┌──

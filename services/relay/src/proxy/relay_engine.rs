//! Bidirectional relay between a terminated session and its upstream.

use tokio::io::{AsyncReadExt, AsyncWriteExt};
use tokio::net::TcpStream;
use tokio_util::sync::CancellationToken;
use tracing::debug;

use pskgate_transport::PskSession;

/// Read buffer size for the upstream-to-client direction.
const READ_BUFFER_SIZE: usize = 8192;

/// Pump bytes between a session and its upstream until either side fails.
///
/// The two directions are polled concurrently; the first to hit
/// end-of-stream, a read error, or a write error ends the whole relay, as
/// does cancellation of the session token (eviction or shutdown). There is
/// no half-duplex continuation: once one leg breaks the pairing is assumed
/// unrecoverable and both connections are closed before returning.
///
/// Returns (bytes forwarded to upstream, bytes forwarded to client).
pub async fn relay(
    session: PskSession,
    upstream: TcpStream,
    cancel: CancellationToken,
) -> (u64, u64) {
    let (mut session_read, mut session_write) = session.into_split();
    let (mut upstream_read, mut upstream_write) = upstream.into_split();

    let mut to_upstream = 0u64;
    let mut to_client = 0u64;

    let client_to_upstream = async {
        loop {
            match session_read.read_record().await {
                Ok(Some(chunk)) => {
                    if let Err(e) = upstream_write.write_all(&chunk).await {
                        debug!(error = %e, "upstream write failed");
                        break;
                    }
                    to_upstream += chunk.len() as u64;
                }
                Ok(None) => {
                    debug!("client closed stream");
                    break;
                }
                Err(e) => {
                    debug!(error = %e, "client read failed");
                    break;
                }
            }
        }
    };

    let upstream_to_client = async {
        let mut buf = vec![0u8; READ_BUFFER_SIZE];
        loop {
            match upstream_read.read(&mut buf).await {
                Ok(0) => {
                    debug!("upstream closed stream");
                    break;
                }
                Ok(n) => {
                    if let Err(e) = session_write.write_record(&buf[..n]).await {
                        debug!(error = %e, "client write failed");
                        break;
                    }
                    to_client += n as u64;
                }
                Err(e) => {
                    debug!(error = %e, "upstream read failed");
                    break;
                }
            }
        }
    };

    tokio::select! {
        _ = client_to_upstream => {}
        _ = upstream_to_client => {}
        _ = cancel.cancelled() => {
            debug!("relay cancelled");
        }
    }

    // Both write halves are shut down regardless of which direction ended
    // the relay; dropping the halves closes the sockets.
    let _ = session_write.shutdown().await;
    let _ = upstream_write.shutdown().await;

    (to_upstream, to_client)
}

└──

## What is required
As listed above, the lines from the line with "use tokio_util::sync::CancellationToken;" to the line with "let (mut upstream_read, mut" are to be echoed exactly, with both ends included and nothing added.

## Solution to this problem
use tokio_util::sync::CancellationToken;
use tracing::debug;

use pskgate_transport::PskSession;

/// Read buffer size for the upstream-to-client direction.
const READ_BUFFER_SIZE: usize = 8192;

/// Pump bytes between a session and its upstream until either side fails.
///
/// The two directions are polled concurrently; the first to hit
/// end-of-stream, a read error, or a write error ends the whole relay, as
/// does cancellation of the session token (eviction or shutdown). There is
/// no half-duplex continuation: once one leg breaks the pairing is assumed
/// unrecoverable and both connections are closed before returning.
///
/// Returns (bytes forwarded to upstream, bytes forwarded to client).
pub async fn relay(
    session: PskSession,
    upstream: TcpStream,
    cancel: CancellationToken,
) -> (u64, u64) {
    let (mut session_read, mut session_write) = session.into_split();
    let (mut upstream_read, mut upstream_write) = upstream.into_split();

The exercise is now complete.